EXERCISE: Reproduce every record precisely, leaving no line out.

Dataset entries:
================================

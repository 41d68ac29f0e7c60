//! # mailbridge-mime
//!
//! RFC 5322 / MIME parsing for the mailbridge aggregation core.
//!
//! This crate turns raw message bytes fetched over IMAP into a structured
//! [`ParsedMail`]: decoded headers, the first `text/plain` and `text/html`
//! bodies, and every attachment with its raw bytes.
//!
//! ## Quick Start
//!
//! ```ignore
//! use mailbridge_mime::ParsedMail;
//!
//! let raw = b"From: Alice <alice@example.com>\r\n\
//!             To: bob+shop@example.com\r\n\
//!             Subject: =?utf-8?B?SMOpbGxv?=\r\n\
//!             Content-Type: text/plain\r\n\
//!             \r\n\
//!             Hi Bob";
//!
//! let mail = ParsedMail::parse(raw)?;
//! assert_eq!(mail.subject.as_deref(), Some("Héllo"));
//! assert_eq!(mail.text_body.as_deref(), Some("Hi Bob"));
//! ```
//!
//! Only parsing is provided; message generation belongs to a sending stack
//! this project does not carry.

#![warn(missing_docs)]
#![warn(clippy::all)]
#![warn(clippy::pedantic)]
#![forbid(unsafe_code)]

mod address;
mod content_type;
mod error;
mod header;
mod message;

pub mod encoding;

pub use address::{Mailbox, parse_address, parse_address_list};
pub use content_type::ContentType;
pub use error::{Error, Result};
pub use header::Headers;
pub use message::{AttachmentPart, ParsedMail, Part, TransferEncoding};
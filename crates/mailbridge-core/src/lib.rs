//! # mailbridge-core
//!
//! The IMAP aggregation and control layer behind the mailbridge API: a
//! uniform view over email accounts reached by IMAP, serving catch-all
//! domain addresses and provider aliases (Gmail / Outlook plus-tags and
//! Gmail dot-variants) regardless of which physical mailbox holds the
//! bytes.
//!
//! The heart of the crate is [`InboxService`], which owns:
//!
//! - the [`account::AccountRegistry`] built from environment configuration
//! - an [`queue::AdmissionQueue`] per backend: bounded concurrency, a
//!   per-second ceiling, exponential backoff, external cooldowns
//! - a [`connection::BackendConnection`] per backend: one shared
//!   long-lived read session plus ephemeral sessions for mutations
//! - an [`idle::IdleListener`] per backend: IDLE-driven cache
//!   invalidation and debounced change notifications
//! - three TTL-bounded LRU caches (per-address views, the global message
//!   store, attachment payloads)
//! - the HTTP-facing [`limiter::LimiterSet`] whose email-ops denials arm
//!   the admission cooldowns
//!
//! Reads are total: on IMAP failure the caller gets the stale cached
//! view, then empty, never an error. Mutations report honestly.

#![warn(missing_docs)]
#![warn(clippy::all)]
#![warn(clippy::pedantic)]
#![forbid(unsafe_code)]

pub mod account;
pub mod alias;
pub mod cache;
pub mod config;
pub mod connection;
mod error;
pub mod idle;
pub mod limiter;
pub mod message;
pub mod pipeline;
pub mod queue;
pub mod service;

pub use account::{Account, AccountRegistry, Credentials};
pub use alias::{Alias, CatchAll, Route, Router, generate_dot_alias, generate_plus_alias};
pub use config::{AccountConfig, Profile, Settings};
pub use error::{Error, Result};
pub use message::{AttachmentInfo, Message, Provider, Viewer};
pub use service::{
    AccountsView, AttachmentDownload, InboxService, StatsSnapshot, Subscription,
};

================================

RESPONSE:
repository 41d68ac29f0e7c60
//! # mailbridge-mime
//!
//! RFC 5322 / MIME parsing for the mailbridge aggregation core.
//!
//! This crate turns raw message bytes fetched over IMAP into a structured
//! [`ParsedMail`]: decoded headers, the first `text/plain` and `text/html`
//! bodies, and every attachment with its raw bytes.
//!
//! ## Quick Start
//!
//! ```ignore
//! use mailbridge_mime::ParsedMail;
//!
//! let raw = b"From: Alice <alice@example.com>\r\n\
//!             To: bob+shop@example.com\r\n\
//!             Subject: =?utf-8?B?SMOpbGxv?=\r\n\
//!             Content-Type: text/plain\r\n\
//!             \r\n\
//!             Hi Bob";
//!
//! let mail = ParsedMail::parse(raw)?;
//! assert_eq!(mail.subject.as_deref(), Some("Héllo"));
//! assert_eq!(mail.text_body.as_deref(), Some("Hi Bob"));
//! ```
//!
//! Only parsing is provided; message generation belongs to a sending stack
//! this project does not carry.

#![warn(missing_docs)]
#![warn(clippy::all)]
#![warn(clippy::pedantic)]
#![forbid(unsafe_code)]

mod address;
mod content_type;
mod error;
mod header;
mod message;

pub mod encoding;

pub use address::{Mailbox, parse_address, parse_address_list};
pub use content_type::ContentType;
pub use error::{Error, Result};
pub use header::Headers;
pub use message::{AttachmentPart, ParsedMail, Part, TransferEncoding};
filename crates/mailbridge-core/src/lib.rs
//! # mailbridge-core
//!
//! The IMAP aggregation and control layer behind the mailbridge API: a
//! uniform view over email accounts reached by IMAP, serving catch-all
//! domain addresses and provider aliases (Gmail / Outlook plus-tags and
//! Gmail dot-variants) regardless of which physical mailbox holds the
//! bytes.
//!
//! The heart of the crate is [`InboxService`], which owns:
//!
//! - the [`account::AccountRegistry`] built from environment configuration
//! - an [`queue::AdmissionQueue`] per backend: bounded concurrency, a
//!   per-second ceiling, exponential backoff, external cooldowns
//! - a [`connection::BackendConnection`] per backend: one shared
//!   long-lived read session plus ephemeral sessions for mutations
//! - an [`idle::IdleListener`] per backend: IDLE-driven cache
//!   invalidation and debounced change notifications
//! - three TTL-bounded LRU caches (per-address views, the global message
//!   store, attachment payloads)
//! - the HTTP-facing [`limiter::LimiterSet`] whose email-ops denials arm
//!   the admission cooldowns
//!
//! Reads are total: on IMAP failure the caller gets the stale cached
//! view, then empty, never an error. Mutations report honestly.

#![warn(missing_docs)]
#![warn(clippy::all)]
#![warn(clippy::pedantic)]
#![forbid(unsafe_code)]

pub mod account;
pub mod alias;
pub mod cache;
pub mod config;
pub mod connection;
mod error;
pub mod idle;
pub mod limiter;
pub mod message;
pub mod pipeline;
pub mod queue;
pub mod service;

pub use account::{Account, AccountRegistry, Credentials};
pub use alias::{Alias, CatchAll, Route, Router, generate_dot_alias, generate_plus_alias};
pub use config::{AccountConfig, Profile, Settings};
pub use error::{Error, Result};
pub use message::{AttachmentInfo, Message, Provider, Viewer};
pub use service::{
    AccountsView, AttachmentDownload, InboxService, StatsSnapshot, Subscription,
};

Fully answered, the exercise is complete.